→ Task details
Every record shown below is to be output exactly.
"""
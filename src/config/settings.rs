// Configuration structs

use anyhow::{bail, Result};
use serde::{Deserialize, Serialize};
use std::path::PathBuf;

use super::constants::{DEFAULT_MAX_TOKENS, DEFAULT_PROVIDER, VALID_PROVIDERS};
use super::provider::ProviderEntry;

/// Generation settings applied to every tutor request
#[derive(Debug, Clone, Serialize, Deserialize, PartialEq)]
pub struct TutorSettings {
    /// Maximum tokens per reply
    #[serde(default = "default_max_tokens")]
    pub max_tokens: u32,

    /// Sampling temperature (provider default when unset)
    #[serde(default, skip_serializing_if = "Option::is_none")]
    pub temperature: Option<f32>,
}

impl Default for TutorSettings {
    fn default() -> Self {
        Self {
            max_tokens: DEFAULT_MAX_TOKENS,
            temperature: None,
        }
    }
}

fn default_max_tokens() -> u32 {
    DEFAULT_MAX_TOKENS
}

#[derive(Debug, Clone)]
pub struct Config {
    /// Configured providers, in file order
    pub providers: Vec<ProviderEntry>,

    /// Provider selected by type tag or display name (first entry when unset)
    pub active_provider: Option<String>,

    /// Stream replies as they are generated (default: true)
    pub streaming_enabled: bool,

    pub tutor: TutorSettings,

    /// File the configuration was read from, if any
    pub source: Option<PathBuf>,
}

impl Default for Config {
    fn default() -> Self {
        Self::with_providers(Vec::new())
    }
}

impl Config {
    pub fn with_providers(providers: Vec<ProviderEntry>) -> Self {
        Self {
            providers,
            active_provider: None,
            streaming_enabled: true,
            tutor: TutorSettings::default(),
            source: None,
        }
    }

    /// The entry the session should use.
    pub fn active_entry(&self) -> Option<&ProviderEntry> {
        match &self.active_provider {
            Some(selector) => self.providers.iter().find(|p| p.matches(selector)),
            None => self.providers.first(),
        }
    }

    pub fn active_entry_mut(&mut self) -> Option<&mut ProviderEntry> {
        match self.active_provider.clone() {
            Some(selector) => self.providers.iter_mut().find(|p| p.matches(&selector)),
            None => self.providers.first_mut(),
        }
    }

    /// Select a provider by type, adding a keyless entry when none exists
    /// yet so the session can report the missing credential.
    pub fn select_provider(&mut self, selector: &str) -> Result<()> {
        let selector = selector.trim();
        if !self.providers.iter().any(|p| p.matches(selector)) {
            let lowered = selector.to_ascii_lowercase();
            match ProviderEntry::from_key(&lowered, String::new()) {
                Some(entry) => self.providers.push(entry),
                None => bail!(
                    "Unknown provider '{}'\n\nValid providers: {}",
                    selector,
                    VALID_PROVIDERS.join(", ")
                ),
            }
        }
        self.active_provider = Some(selector.to_string());
        Ok(())
    }

    /// Make sure some provider entry exists.
    pub fn ensure_provider(&mut self) {
        if self.providers.is_empty() {
            if let Some(entry) = ProviderEntry::from_key(DEFAULT_PROVIDER, String::new()) {
                self.providers.push(entry);
            }
        }
    }

    /// Validate configuration
    ///
    /// Blank API keys are allowed: the session starts uninitialized and asks
    /// for a key instead of refusing to launch.
    pub fn validate(&self) -> Result<()> {
        if self.tutor.max_tokens == 0 {
            bail!("tutor.max_tokens must be greater than zero");
        }

        if let Some(t) = self.tutor.temperature {
            if !(0.0..=2.0).contains(&t) {
                bail!("tutor.temperature must be between 0.0 and 2.0 (got {})", t);
            }
        }

        if let Some(selector) = &self.active_provider {
            if !self.providers.iter().any(|p| p.matches(selector)) {
                let configured: Vec<&str> = self.providers.iter().map(|p| p.display_name()).collect();
                bail!(
                    "Active provider '{}' is not configured\n\nConfigured providers: {}",
                    selector,
                    if configured.is_empty() {
                        "(none)".to_string()
                    } else {
                        configured.join(", ")
                    }
                );
            }
        }

        for (idx, entry) in self.providers.iter().enumerate() {
            if let Some(model) = entry.model() {
                if model.trim().is_empty() {
                    bail!("providers[{}] ({}) has an empty model name", idx, entry.display_name());
                }
            }
        }

        Ok(())
    }
}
"""
→ Answer to this problem
filename src/config/settings.rs
// Configuration structs

use anyhow::{bail, Result};
use serde::{Deserialize, Serialize};
use std::path::PathBuf;

use super::constants::{DEFAULT_MAX_TOKENS, DEFAULT_PROVIDER, VALID_PROVIDERS};
use super::provider::ProviderEntry;

/// Generation settings applied to every tutor request
#[derive(Debug, Clone, Serialize, Deserialize, PartialEq)]
pub struct TutorSettings {
    /// Maximum tokens per reply
    #[serde(default = "default_max_tokens")]
    pub max_tokens: u32,

    /// Sampling temperature (provider default when unset)
    #[serde(default, skip_serializing_if = "Option::is_none")]
    pub temperature: Option<f32>,
}

impl Default for TutorSettings {
    fn default() -> Self {
        Self {
            max_tokens: DEFAULT_MAX_TOKENS,
            temperature: None,
        }
    }
}

fn default_max_tokens() -> u32 {
    DEFAULT_MAX_TOKENS
}

#[derive(Debug, Clone)]
pub struct Config {
    /// Configured providers, in file order
    pub providers: Vec<ProviderEntry>,

    /// Provider selected by type tag or display name (first entry when unset)
    pub active_provider: Option<String>,

    /// Stream replies as they are generated (default: true)
    pub streaming_enabled: bool,

    pub tutor: TutorSettings,

    /// File the configuration was read from, if any
    pub source: Option<PathBuf>,
}

impl Default for Config {
    fn default() -> Self {
        Self::with_providers(Vec::new())
    }
}

impl Config {
    pub fn with_providers(providers: Vec<ProviderEntry>) -> Self {
        Self {
            providers,
            active_provider: None,
            streaming_enabled: true,
            tutor: TutorSettings::default(),
            source: None,
        }
    }

    /// The entry the session should use.
    pub fn active_entry(&self) -> Option<&ProviderEntry> {
        match &self.active_provider {
            Some(selector) => self.providers.iter().find(|p| p.matches(selector)),
            None => self.providers.first(),
        }
    }

    pub fn active_entry_mut(&mut self) -> Option<&mut ProviderEntry> {
        match self.active_provider.clone() {
            Some(selector) => self.providers.iter_mut().find(|p| p.matches(&selector)),
            None => self.providers.first_mut(),
        }
    }

    /// Select a provider by type, adding a keyless entry when none exists
    /// yet so the session can report the missing credential.
    pub fn select_provider(&mut self, selector: &str) -> Result<()> {
        let selector = selector.trim();
        if !self.providers.iter().any(|p| p.matches(selector)) {
            let lowered = selector.to_ascii_lowercase();
            match ProviderEntry::from_key(&lowered, String::new()) {
                Some(entry) => self.providers.push(entry),
                None => bail!(
                    "Unknown provider '{}'\n\nValid providers: {}",
                    selector,
                    VALID_PROVIDERS.join(", ")
                ),
            }
        }
        self.active_provider = Some(selector.to_string());
        Ok(())
    }

    /// Make sure some provider entry exists.
    pub fn ensure_provider(&mut self) {
        if self.providers.is_empty() {
            if let Some(entry) = ProviderEntry::from_key(DEFAULT_PROVIDER, String::new()) {
                self.providers.push(entry);
            }
        }
    }

    /// Validate configuration
    ///
    /// Blank API keys are allowed: the session starts uninitialized and asks
    /// for a key instead of refusing to launch.
    pub fn validate(&self) -> Result<()> {
        if self.tutor.max_tokens == 0 {
            bail!("tutor.max_tokens must be greater than zero");
        }

        if let Some(t) = self.tutor.temperature {
            if !(0.0..=2.0).contains(&t) {
                bail!("tutor.temperature must be between 0.0 and 2.0 (got {})", t);
            }
        }

        if let Some(selector) = &self.active_provider {
            if !self.providers.iter().any(|p| p.matches(selector)) {
                let configured: Vec<&str> = self.providers.iter().map(|p| p.display_name()).collect();
                bail!(
                    "Active provider '{}' is not configured\n\nConfigured providers: {}",
                    selector,
                    if configured.is_empty() {
                        "(none)".to_string()
                    } else {
                        configured.join(", ")
                    }
                );
            }
        }

        for (idx, entry) in self.providers.iter().enumerate() {
            if let Some(model) = entry.model() {
                if model.trim().is_empty() {
                    bail!("providers[{}] ({}) has an empty model name", idx, entry.display_name());
                }
            }
        }

        Ok(())
    }
}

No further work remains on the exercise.